Understanding FFT output
Solution 1:
You should neither look for the real or imaginative part of a complex number (that what's your real and imaginary array is). Instead you want to look for the magnitude of the frequency which is defined as sqrt (real * real + imag * imag). This number will always be positive. Now all you have to search is for the maximum value (ignore the first entry in your array. That is your DC offset and carries no frequency dependent information).
You get 32 real and 32 imaginary outputs because you are using a complex to complex FFT. Remember that you've converted your 32 samples into 64 values (or 32 complex values) by extending it with zero imaginary parts. This results in a symetric FFT output where the frequency result occurs twice. Once ready to use in the outputs 0 to N/2, and once mirrored in the outputs N/2 to N. In your case it's easiest to simply ignore the outputs N/2 to N. You don't need them, they are just an artifact on how you calculate your FFT.

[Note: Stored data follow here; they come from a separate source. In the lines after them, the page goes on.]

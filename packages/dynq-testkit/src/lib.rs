mod error;

pub use error::{Error, Result};

use std::{env, future::Future, str::FromStr, thread};

use sqlx::{
	ConnectOptions, Connection, Executor,
	postgres::{PgConnectOptions, PgConnection},
};
use tokio::runtime::Builder;
use uuid::Uuid;

const ADMIN_DATABASES: [&str; 2] = ["postgres", "template1"];
const DSN_ENV: &str = "DYNQ_PG_DSN";

/// A throwaway database created next to the one named by `DYNQ_PG_DSN`.
pub struct TestDatabase {
	name: String,
	dsn: String,
	admin_options: PgConnectOptions,
	cleaned: bool,
}
impl TestDatabase {
	pub async fn new(base_dsn: &str) -> Result<Self> {
		let base_options: PgConnectOptions = PgConnectOptions::from_str(base_dsn)
			.map_err(|err| Error::Message(format!("Failed to parse {DSN_ENV}: {err}.")))?;
		let (admin_options, mut admin_conn) = connect_admin(&base_options).await?;
		let name = format!("dynq_test_{}", Uuid::new_v4().simple());
		let create_sql = format!(r#"CREATE DATABASE "{}""#, name);

		admin_conn
			.execute(create_sql.as_str())
			.await
			.map_err(|err| Error::Message(format!("Failed to create test database: {err}.")))?;

		let dsn = base_options.clone().database(&name).to_url_lossy().to_string();

		Ok(Self { name, dsn, admin_options, cleaned: false })
	}

	pub fn dsn(&self) -> &str {
		&self.dsn
	}

	pub fn name(&self) -> &str {
		&self.name
	}

	pub async fn cleanup(mut self) -> Result<()> {
		self.cleanup_inner().await
	}

	async fn cleanup_inner(&mut self) -> Result<()> {
		if self.cleaned {
			return Ok(());
		}

		cleanup_database(&self.name, &self.admin_options).await?;

		self.cleaned = true;

		Ok(())
	}
}
impl Drop for TestDatabase {
	fn drop(&mut self) {
		if self.cleaned {
			return;
		}

		let name = self.name.clone();
		let admin_options = self.admin_options.clone();
		let cleanup_thread = thread::spawn(move || {
			let runtime = match Builder::new_current_thread().enable_all().build() {
				Ok(runtime) => runtime,
				Err(err) => {
					eprintln!("Test database cleanup failed: {err}.");

					return;
				},
			};

			if let Err(err) = runtime.block_on(cleanup_database(&name, &admin_options)) {
				eprintln!("Test database cleanup failed: {err}.");
			}
		});
		let _ = cleanup_thread.join();
	}
}

pub fn env_dsn() -> Option<String> {
	env::var(DSN_ENV).ok().filter(|dsn| !dsn.trim().is_empty())
}

pub async fn with_test_db<F, Fut, T>(base_dsn: &str, f: F) -> Result<T>
where
	F: FnOnce(&TestDatabase) -> Fut,
	Fut: Future<Output = Result<T>>,
{
	let db = TestDatabase::new(base_dsn).await?;
	let result = f(&db).await;
	let mut db = db;

	if let Err(err) = db.cleanup_inner().await {
		eprintln!("Test database cleanup warning: {err}.");

		if result.is_ok() {
			return Err(err);
		}
	}

	result
}

async fn connect_admin(
	base_options: &PgConnectOptions,
) -> Result<(PgConnectOptions, PgConnection)> {
	let mut last_err = None;

	for database in ADMIN_DATABASES {
		let options = base_options.clone().database(database);

		match PgConnection::connect_with(&options).await {
			Ok(conn) => return Ok((options, conn)),
			Err(err) => {
				last_err = Some(err);
			},
		}
	}

	Err(Error::Message(format!("Failed to connect to an admin database: {last_err:?}.")))
}

async fn cleanup_database(name: &str, admin_options: &PgConnectOptions) -> Result<()> {
	let mut conn = PgConnection::connect_with(admin_options).await.map_err(|err| {
		Error::Message(format!("Failed to connect to admin database for cleanup: {err}."))
	})?;
	let drop_sql = format!(r#"DROP DATABASE IF EXISTS "{}""#, name);
	let _ = sqlx::query(
		"\
SELECT pg_terminate_backend(pid)
FROM pg_stat_activity
WHERE datname = $1 AND pid <> pg_backend_pid()",
	)
	.bind(name)
	.fetch_all(&mut conn)
	.await;

	sqlx::query(drop_sql.as_str())
		.execute(&mut conn)
		.await
		.map_err(|err| Error::Message(format!("Failed to drop test database: {err}.")))?;

	Ok(())
}
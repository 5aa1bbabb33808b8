//! Training, persistence, and serving of the waste-level classifier.
//!
//! The live model sits behind a shared handle that is swapped whole: readers clone an
//! `Arc` and keep using it even if a retrain lands meanwhile.

use std::fmt;
use std::sync::{Arc, PoisonError, RwLock};

use chrono::{DateTime, Utc};
use rand::SeedableRng;
use rand::seq::SliceRandom;
use rand_chacha::ChaCha8Rng;
use serde::{Deserialize, Serialize};
use tokio::sync::Mutex;
use tracing::{debug, info, warn};

use crate::categorize::Categorizer;
use crate::metrics::{EvaluationReport, evaluate_predictions};
use crate::model::{Dataset, Label, ThresholdPolicy};
use crate::ports::{CoreError, ModelStore};
use crate::tree::{DecisionTree, Prediction};

#[derive(Debug, Clone, Copy, PartialEq, Serialize, Deserialize)]
/// Parameters of the seeded train/held-out split.
pub struct SplitSpec {
    /// Share of records withheld from training.
    pub test_fraction: f64,
    /// Shuffle seed.
    pub seed: u64,
}

impl Default for SplitSpec {
    fn default() -> Self {
        Self {
            test_fraction: 0.3,
            seed: 42,
        }
    }
}

impl SplitSpec {
    /// Build a validated split specification.
    ///
    /// # Errors
    ///
    /// Returns [`CoreError::InputValidation`] unless `0 <= test_fraction < 1`.
    pub fn new(test_fraction: f64, seed: u64) -> Result<Self, CoreError> {
        if !(0.0..1.0).contains(&test_fraction) {
            return Err(CoreError::InputValidation(format!(
                "test fraction must be in [0, 1), got {test_fraction}"
            )));
        }
        Ok(Self {
            test_fraction,
            seed,
        })
    }

    /// Number of held-out items for a collection of `len` items.
    ///
    /// Rounds up and always leaves at least one item for training.
    #[must_use]
    pub fn holdout_len(&self, len: usize) -> usize {
        if len < 2 {
            return 0;
        }
        #[expect(
            clippy::cast_possible_truncation,
            clippy::cast_precision_loss,
            clippy::cast_sign_loss,
            reason = "fraction is in [0, 1), so the product is a small non-negative count"
        )]
        let wanted = (len as f64 * self.test_fraction).ceil() as usize;
        wanted.min(len - 1)
    }

    /// Shuffle deterministically and split into `(train, holdout)`.
    #[must_use]
    pub fn split<T: Clone>(&self, items: &[T]) -> (Vec<T>, Vec<T>) {
        let mut order: Vec<usize> = (0..items.len()).collect();
        order.shuffle(&mut ChaCha8Rng::seed_from_u64(self.seed));

        let holdout_len = self.holdout_len(items.len());
        let pick = |indices: &[usize]| -> Vec<T> {
            indices
                .iter()
                .filter_map(|&index| items.get(index).cloned())
                .collect()
        };
        let (holdout, train) = order.split_at(holdout_len);
        (pick(train), pick(holdout))
    }
}

/// Accept a quantity for prediction.
///
/// # Errors
///
/// Returns [`CoreError::InputValidation`] for `NaN` and infinities.
pub fn validate_quantity(waste_quantity: f64) -> Result<f64, CoreError> {
    if waste_quantity.is_finite() {
        Ok(waste_quantity)
    } else {
        Err(CoreError::InputValidation(
            "waste quantity must be a finite number".into(),
        ))
    }
}

/// Label every per-area record with the categorizer.
#[must_use]
pub fn label_records(dataset: &Dataset, categorizer: &Categorizer) -> Vec<(f64, Label)> {
    dataset
        .records
        .iter()
        .map(|record| {
            (
                record.waste_quantity,
                categorizer.categorize(record.waste_quantity),
            )
        })
        .collect()
}

#[derive(Debug, Clone, PartialEq, Serialize, Deserialize)]
/// A fitted classifier together with everything needed to reproduce its evaluation.
pub struct TrainedModel {
    /// The fitted tree.
    pub tree: DecisionTree,
    /// Policy that produced the training labels.
    pub policy: ThresholdPolicy,
    /// Split used to withhold evaluation records.
    pub split: SplitSpec,
    /// When the model was fitted.
    pub trained_at: DateTime<Utc>,
    /// Records used for fitting.
    pub train_size: usize,
    /// Records withheld for evaluation.
    pub holdout_size: usize,
}

impl TrainedModel {
    /// Fit a model on a dataset.
    ///
    /// # Errors
    ///
    /// Returns [`CoreError::Training`] when the dataset has no records or fewer than two
    /// distinct labels.
    pub fn fit(
        dataset: &Dataset,
        categorizer: &Categorizer,
        split: SplitSpec,
    ) -> Result<Self, CoreError> {
        if dataset.is_empty() {
            return Err(CoreError::Training("dataset has no usable records".into()));
        }

        let samples = label_records(dataset, categorizer);
        let distinct = Label::LEVELS
            .iter()
            .filter(|level| samples.iter().any(|(_, label)| label == *level))
            .count();
        if distinct < 2 {
            return Err(CoreError::Training(format!(
                "need at least two waste levels to train, found {distinct}"
            )));
        }

        let (train, holdout) = split.split(&samples);
        debug!(
            train = train.len(),
            holdout = holdout.len(),
            seed = split.seed,
            "split training data"
        );
        let tree = DecisionTree::fit(&train)?;

        Ok(Self {
            tree,
            policy: categorizer.policy().clone(),
            split,
            trained_at: Utc::now(),
            train_size: train.len(),
            holdout_size: holdout.len(),
        })
    }

    /// Classify a waste quantity.
    ///
    /// # Errors
    ///
    /// Returns [`CoreError::Artifact`] when the stored tree is malformed.
    pub fn predict(&self, waste_quantity: f64) -> Result<Prediction, CoreError> {
        self.tree.predict(waste_quantity)
    }
}

#[derive(Debug, Clone, Copy, PartialEq)]
/// A prediction with the input projected to both time units.
pub struct PredictionOutcome {
    /// Classifier output.
    pub prediction: Prediction,
    /// Input expressed per day.
    pub per_day: f64,
    /// Input expressed per week.
    pub per_week: f64,
}

#[derive(Debug, Clone, Copy, PartialEq, Eq, Serialize, Deserialize)]
#[serde(rename_all = "lowercase")]
/// Where the live model came from.
pub enum ModelState {
    /// Nothing loaded or trained yet.
    Unloaded,
    /// Restored from the persisted artifact.
    Loaded,
    /// Fitted in this process.
    Trained,
}

impl ModelState {
    /// Whether a model is available for prediction.
    #[must_use]
    pub const fn is_ready(self) -> bool {
        !matches!(self, Self::Unloaded)
    }
}

impl fmt::Display for ModelState {
    fn fmt(&self, formatter: &mut fmt::Formatter<'_>) -> fmt::Result {
        let slug = match self {
            Self::Unloaded => "unloaded",
            Self::Loaded => "loaded",
            Self::Trained => "trained",
        };
        write!(formatter, "{slug}")
    }
}

struct Slot {
    model: Option<Arc<TrainedModel>>,
    state: ModelState,
}

/// Owner of the live classifier and its persisted artifact.
pub struct ClassifierLifecycle {
    store: Arc<dyn ModelStore>,
    categorizer: Categorizer,
    split: SplitSpec,
    slot: RwLock<Slot>,
    training: Mutex<()>,
}

impl ClassifierLifecycle {
    /// Create an unloaded lifecycle that labels training data with `categorizer`.
    #[must_use]
    pub fn new(store: Arc<dyn ModelStore>, categorizer: Categorizer, split: SplitSpec) -> Self {
        Self {
            store,
            categorizer,
            split,
            slot: RwLock::new(Slot {
                model: None,
                state: ModelState::Unloaded,
            }),
            training: Mutex::new(()),
        }
    }

    fn install(&self, model: Arc<TrainedModel>, state: ModelState) {
        let mut slot = self.slot.write().unwrap_or_else(PoisonError::into_inner);
        slot.model = Some(model);
        slot.state = state;
    }

    /// The live model, if any.
    #[must_use]
    pub fn current(&self) -> Option<Arc<TrainedModel>> {
        self.slot
            .read()
            .unwrap_or_else(PoisonError::into_inner)
            .model
            .clone()
    }

    /// Where the live model came from.
    #[must_use]
    pub fn state(&self) -> ModelState {
        self.slot.read().unwrap_or_else(PoisonError::into_inner).state
    }

    /// Categorizer used for new training runs.
    #[must_use]
    pub const fn categorizer(&self) -> &Categorizer {
        &self.categorizer
    }

    /// Restore the persisted artifact, returning whether a usable one existed.
    ///
    /// An artifact trained under a threshold policy other than the configured one is not
    /// installed and counts as absent.
    ///
    /// # Errors
    ///
    /// Returns the store's error when the artifact exists but cannot be read; the live model
    /// is left untouched.
    pub async fn load(&self) -> Result<bool, CoreError> {
        let Some(model) = self.store.load().await? else {
            debug!("no persisted model artifact");
            return Ok(false);
        };
        if model.policy != *self.categorizer.policy() {
            warn!(
                stored = %model.policy.version,
                configured = %self.categorizer.policy().version,
                "persisted model was trained under another threshold policy; ignoring it"
            );
            return Ok(false);
        }
        info!(
            policy = %model.policy.version,
            trained_at = %model.trained_at,
            "loaded persisted model"
        );
        self.install(Arc::new(model), ModelState::Loaded);
        Ok(true)
    }

    /// Fit a fresh model, persist it, then make it live.
    ///
    /// Runs one at a time. On any failure the previous model stays live.
    ///
    /// # Errors
    ///
    /// Returns [`CoreError::Training`] for unusable datasets and the store's error when the
    /// artifact cannot be written.
    pub async fn train(&self, dataset: &Dataset) -> Result<Arc<TrainedModel>, CoreError> {
        let _guard = self.training.lock().await;

        let model = Arc::new(TrainedModel::fit(dataset, &self.categorizer, self.split)?);
        self.store.save(&model).await?;
        self.install(Arc::clone(&model), ModelState::Trained);

        info!(
            train = model.train_size,
            holdout = model.holdout_size,
            leaves = model.tree.leaf_count(),
            policy = %model.policy.version,
            "trained waste-level model"
        );
        Ok(model)
    }

    /// Classify a waste quantity with the live model and project it to both time units.
    ///
    /// The projection uses the unit of the model that made the prediction.
    ///
    /// # Errors
    ///
    /// Returns [`CoreError::InputValidation`] for non-finite input and
    /// [`CoreError::ModelNotReady`] when no model is live.
    pub fn predict(&self, waste_quantity: f64) -> Result<PredictionOutcome, CoreError> {
        let waste_quantity = validate_quantity(waste_quantity)?;
        let model = self.ready_model()?;
        let prediction = model.predict(waste_quantity)?;
        let (per_day, per_week) = model.policy.unit.project(waste_quantity);
        Ok(PredictionOutcome {
            prediction,
            per_day,
            per_week,
        })
    }

    /// The live model, or [`CoreError::ModelNotReady`].
    ///
    /// # Errors
    ///
    /// Returns [`CoreError::ModelNotReady`] when nothing has been loaded or trained.
    pub fn ready_model(&self) -> Result<Arc<TrainedModel>, CoreError> {
        self.current().ok_or(CoreError::ModelNotReady)
    }

    /// Score the live model on the held-out part of `dataset`.
    ///
    /// Labels and split come from the model itself, so an unchanged dataset is scored on the
    /// exact records that were withheld at training time. Nothing is refitted.
    ///
    /// # Errors
    ///
    /// Returns [`CoreError::ModelNotReady`] without a live model and
    /// [`CoreError::Evaluation`] when the held-out set is empty.
    pub fn evaluate(&self, dataset: &Dataset) -> Result<EvaluationReport, CoreError> {
        let model = self.ready_model()?;
        let categorizer = Categorizer::new(model.policy.clone());
        let samples = label_records(dataset, &categorizer);
        let (_, holdout) = model.split.split(&samples);
        if holdout.is_empty() {
            return Err(CoreError::Evaluation(
                "not enough records to withhold an evaluation set".into(),
            ));
        }

        let truth: Vec<Label> = holdout.iter().map(|(_, label)| *label).collect();
        let predicted = holdout
            .iter()
            .map(|(value, _)| model.predict(*value).map(|prediction| prediction.label))
            .collect::<Result<Vec<Label>, CoreError>>()?;

        Ok(evaluate_predictions(&truth, &predicted))
    }
}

The frequency to fft-bin equation is (bin_id * freq/2) / (N/2) where freq is your sample-frequency (aka 32 Hz, and N is the size of your FFT). In your case this simplifies to 1 Hz per bin. The bins N/2 to N represent negative frequencies (strange concept, I know). For your case they don't contain any significant information because they are just a mirror of the first N/2 frequencies.
Your real and imaginary parts of each bin form a complex number. It is okay if real and imaginary parts are negative while the magnitude of the frequency itself is positive (see my answer to question 1). I suggest that you read up on complex numbers. Explaining how they work (and why they are useful) exceeds what is possible to explain in a single stackoverflow-question.
Note: You may also want to read up what autocorrelation is, and how it is used to find the fundamental frequency of a signal. I have a feeling that this is what you really want.
Solution 2:
You already have some good answers, but I'll just add that you really need to apply a window function to your time domain data prior to the FFT, otherwise you will get nasty artefacts in your spectrum, due to spectral leakage.
Solution 3:
1) Look for the indices in the real array with the highest values, besides the first one (that's the DC component). You'll probably need a sample rate considerably higher than 32 Hz, and a larger window size, to get much in the way of meaningful results.
2) The second half of both arrays is the mirror of the first half. For instance, note that the last element of the real array (1.774) is the same as the second element (1.774), and the last element of the imaginary array (1.474) is the negative of the second element.
3) The maximum frequency you can pick up at a sample rate of 32 Hz is 16 Hz (Nyquist limit), so each step is 2 Hz. As noted earlier, remember that the first element is 0 Hz (i.e, the DC offset).
4) Sure, a negative amplitude makes perfect sense. It just means that the signal is "flipped" -- a standard FFT is based on a cosine, which normally has value = 1 at t = 0, so a signal which had value = -1 at time = 0 would have a negative amplitude.
Solution 4:
Note that the "most occurring frequency" can get splattered into multiple FFT bins, even with a window function. So you may have to use a longer window, multiple windows, or interpolation to better estimate the frequency of any spectral peaks.